Read a File Line-by-Line in Python

Introduction

Over the course of my working life I have had the opportunity to use many programming concepts and technologies to do countless things. Some of these things involve relatively low value fruits of my labor, such as automating the error prone or mundane like report generation, task automation, and general data reformatting. Others have been much more valuable, such as developing data products, web applications, and data analysis and processing pipelines. One thing that is notable about nearly all of these projects is the need to simply open a file, parse its contents, and do something with it.

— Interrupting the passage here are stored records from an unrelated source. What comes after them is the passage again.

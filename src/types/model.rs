use chrono::{DateTime, NaiveDate, Utc};
use serde::{Deserialize, Serialize};
use std::collections::HashSet;

/// One scoring period of the competition. Periods may overlap: "Overall"
/// spans both weekly windows.
#[derive(Debug, Clone, Serialize)]
pub struct Contest {
    pub name: String,
    pub start: DateTime<Utc>,
    pub end: DateTime<Utc>,
    pub prize: String,
}

impl Contest {
    /// Window membership, inclusive at both ends.
    pub fn contains(&self, instant: DateTime<Utc>) -> bool {
        self.start <= instant && instant <= self.end
    }
}

#[derive(Debug, Clone, Serialize, Deserialize)]
#[serde(rename_all = "camelCase")]
pub struct EditAuthor {
    pub display_name: String,
    /// Stable platform identifier (account id or legacy username).
    pub user_key: String,
    #[serde(default)]
    pub email: Option<String>,
    #[serde(default)]
    pub avatar_url: String,
}

/// One content version transition on one page, as exported by the edit
/// collector. Page-creation versions never appear here: they have no
/// previous version to diff against.
#[derive(Debug, Clone, Serialize, Deserialize)]
#[serde(rename_all = "camelCase")]
pub struct RawEdit {
    pub id: String,
    pub page_id: String,
    pub page_title: String,
    #[serde(default)]
    pub page_url: String,
    pub author: EditAuthor,
    pub occurred_at: DateTime<Utc>,
    /// Absolute difference in HTML-stripped length between consecutive
    /// versions.
    pub character_delta: u64,
    /// Page version number, when the export carries it. Version 1 rows are
    /// dropped at feed load.
    #[serde(default)]
    pub version: Option<u32>,
}

/// One activated "Focused Flow" window: a 60-minute 2x stretch for one
/// sheet handle. At most one per handle per UTC day.
#[derive(Debug, Clone, Serialize)]
pub struct BonusSession {
    pub handle: String,
    pub start: DateTime<Utc>,
    pub end: DateTime<Utc>,
}

#[derive(Debug, Clone, Copy, PartialEq, Eq, Serialize)]
pub enum Bonus {
    #[serde(rename = "Critical Content Blitz")]
    CriticalContentBlitz,
    #[serde(rename = "Focused Flow")]
    FocusedFlow,
}

impl Bonus {
    pub fn label(self) -> &'static str {
        match self {
            Bonus::CriticalContentBlitz => "Critical Content Blitz",
            Bonus::FocusedFlow => "Focused Flow",
        }
    }
}

/// Pages eligible for the 3x blitz bonus, on exactly one UTC calendar day.
#[derive(Debug, Clone)]
pub struct CriticalContentRule {
    pub page_ids: HashSet<String>,
    pub blitz_date: NaiveDate,
}

/// A raw edit with its multiplier resolved. Recomputed on every refresh,
/// never persisted.
#[derive(Debug, Clone, Serialize)]
pub struct ScoredEdit {
    #[serde(flatten)]
    pub edit: RawEdit,
    pub multiplier: u32,
    pub bonus: Option<Bonus>,
}

impl ScoredEdit {
    pub fn effective_points(&self) -> u64 {
        self.edit.character_delta * u64::from(self.multiplier)
    }
}

#[derive(Debug, Clone, Serialize)]
pub struct LeaderboardRow {
    pub user_key: String,
    pub display_name: String,
    pub avatar_url: String,
    pub total_points: u64,
}

#[cfg(test)]
mod tests {
    use super::*;

    fn instant(s: &str) -> DateTime<Utc> {
        s.parse().expect("test instant should parse")
    }

    #[test]
    fn contest_window_is_inclusive_at_both_ends() {
        let contest = Contest {
            name: "Week 1".to_string(),
            start: instant("2025-11-19T16:00:00Z"),
            end: instant("2025-11-26T15:59:59.999Z"),
            prize: String::new(),
        };

        assert!(contest.contains(contest.start));
        assert!(contest.contains(contest.end));
        assert!(!contest.contains(instant("2025-11-26T15:59:59.999001Z")));
        assert!(!contest.contains(instant("2025-11-19T15:59:59.999Z")));
    }

    #[test]
    fn effective_points_scale_with_multiplier() {
        let scored = ScoredEdit {
            edit: RawEdit {
                id: "p-2".to_string(),
                page_id: "p".to_string(),
                page_title: "Page".to_string(),
                page_url: String::new(),
                author: EditAuthor {
                    display_name: "Ada Lovelace".to_string(),
                    user_key: "alovelace".to_string(),
                    email: None,
                    avatar_url: String::new(),
                },
                occurred_at: instant("2025-12-02T10:00:00Z"),
                character_delta: 50,
                version: Some(2),
            },
            multiplier: 3,
            bonus: Some(Bonus::CriticalContentBlitz),
        };

        assert_eq!(scored.effective_points(), 150);
    }
}
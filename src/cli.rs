use chrono::{DateTime, Utc};
use clap::{Args, Parser, Subcommand, ValueEnum};
use std::path::PathBuf;

#[derive(Parser)]
#[command(
    name = "blitzboard",
    version,
    about = "Wiki cleanup competition leaderboard CLI"
)]
pub struct Cli {
    /// Increase verbosity (-v for info, -vv for debug)
    #[arg(short, long, action = clap::ArgAction::Count, global = true)]
    pub verbose: u8,

    /// Suppress all output except errors
    #[arg(short, long, global = true, conflicts_with = "verbose")]
    pub quiet: bool,

    #[command(subcommand)]
    pub command: Commands,
}

#[derive(Subcommand)]
pub enum Commands {
    /// Render the leaderboard for one contest
    Board(BoardCommand),
    /// List the scored edits, most recent first
    Edits(EditsCommand),
    /// Show the parsed Focused Flow sessions
    Sessions(SessionsCommand),
    /// Print the contest calendar
    Contests(ContestsCommand),
}

#[derive(Clone, Debug, ValueEnum)]
pub enum ContestChoice {
    Week1,
    Week2,
    Overall,
}

impl ContestChoice {
    pub fn label(&self) -> &'static str {
        match self {
            ContestChoice::Week1 => crate::calendar::WEEK_1,
            ContestChoice::Week2 => crate::calendar::WEEK_2,
            ContestChoice::Overall => crate::calendar::OVERALL,
        }
    }
}

#[derive(Clone, ValueEnum)]
pub enum ReportFormat {
    Json,
    Md,
    Table,
}

/// Shared feed and calendar selection.
#[derive(Args)]
pub struct FeedArgs {
    /// Competition config file (default: ./competition.toml if present)
    #[arg(long)]
    pub config: Option<PathBuf>,

    /// JSON export of page-version history
    #[arg(long, conflicts_with = "sample")]
    pub edits: Option<PathBuf>,

    /// CSV export of the Focused Flow signup sheet
    #[arg(long, conflicts_with = "sample")]
    pub sessions: Option<PathBuf>,

    /// Use the built-in demo feeds instead of exports
    #[arg(long)]
    pub sample: bool,

    /// Reference instant for the rolling calendar (RFC 3339; default now)
    #[arg(long)]
    pub as_of: Option<DateTime<Utc>>,
}

#[derive(Args)]
pub struct BoardCommand {
    #[command(flatten)]
    pub feeds: FeedArgs,

    #[arg(short, long, value_enum, default_value = "overall")]
    pub contest: ContestChoice,

    #[arg(short, long, value_enum, default_value = "table")]
    pub format: ReportFormat,

    /// How many rows to show; 0 shows the full ranking
    #[arg(long, default_value_t = 10)]
    pub top: usize,
}

#[derive(Args)]
pub struct EditsCommand {
    #[command(flatten)]
    pub feeds: FeedArgs,

    #[arg(short, long, value_enum, default_value = "overall")]
    pub contest: ContestChoice,
}

#[derive(Args)]
pub struct SessionsCommand {
    #[command(flatten)]
    pub feeds: FeedArgs,
}

#[derive(Args)]
pub struct ContestsCommand {
    /// Competition config file (default: ./competition.toml if present)
    #[arg(long)]
    pub config: Option<PathBuf>,

    /// Reference instant for the rolling calendar (RFC 3339; default now)
    #[arg(long)]
    pub as_of: Option<DateTime<Utc>>,
}
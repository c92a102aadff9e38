pub mod json;
pub mod md;
pub mod table;

use crate::error::BoardError;
use crate::types::model::{Contest, LeaderboardRow};
use chrono::{DateTime, Utc};
use serde::Serialize;

#[derive(Debug, Clone, Copy)]
pub enum OutputFormat {
    Json,
    Md,
    Table,
}

/// One renderable leaderboard: a contest plus its (possibly truncated)
/// ranked rows.
#[derive(Debug, Serialize)]
pub struct BoardReport {
    pub contest: String,
    pub start: DateTime<Utc>,
    pub end: DateTime<Utc>,
    pub prize: String,
    /// Ranked size before any top-N truncation.
    pub total_participants: usize,
    pub rows: Vec<LeaderboardRow>,
}

impl BoardReport {
    pub fn new(contest: &Contest, rows: Vec<LeaderboardRow>, total_participants: usize) -> Self {
        Self {
            contest: contest.name.clone(),
            start: contest.start,
            end: contest.end,
            prize: contest.prize.clone(),
            total_participants,
            rows,
        }
    }
}

pub fn render(report: &BoardReport, format: OutputFormat) -> Result<String, BoardError> {
    match format {
        OutputFormat::Json => json::to_json(report).map_err(BoardError::Json),
        OutputFormat::Md => Ok(md::to_markdown(report)),
        OutputFormat::Table => Ok(table::to_table(report)),
    }
}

However, what do you do when the file you are trying to consume is quite large? Say the file is several GB of data or larger? Again, this has been another frequent aspect of my programming career, which has primarily been spent in the BioTech sector where files, up to a TB in size, are quite common.

The answer to this problem is to read in chunks of a file at a time, process it, then free it from memory so you can pull in and process another chunk until the whole massive file has been processed. While it is up to the programmer to determine a suitable chunk size, perhaps the most commonly used is simply a line of a file at a time.

This is what we will be discussing in this article - memory management by reading in a file line-by-line in Python. The code used in this article can be found in the following GitHub repo.

Basic File IO in Python

Being a great general purpose programming language, Python has a number of very useful file IO functionality in its standard library of built-in functions and modules. The built-in open() function is what you use to open a file object for either reading or writing purposes.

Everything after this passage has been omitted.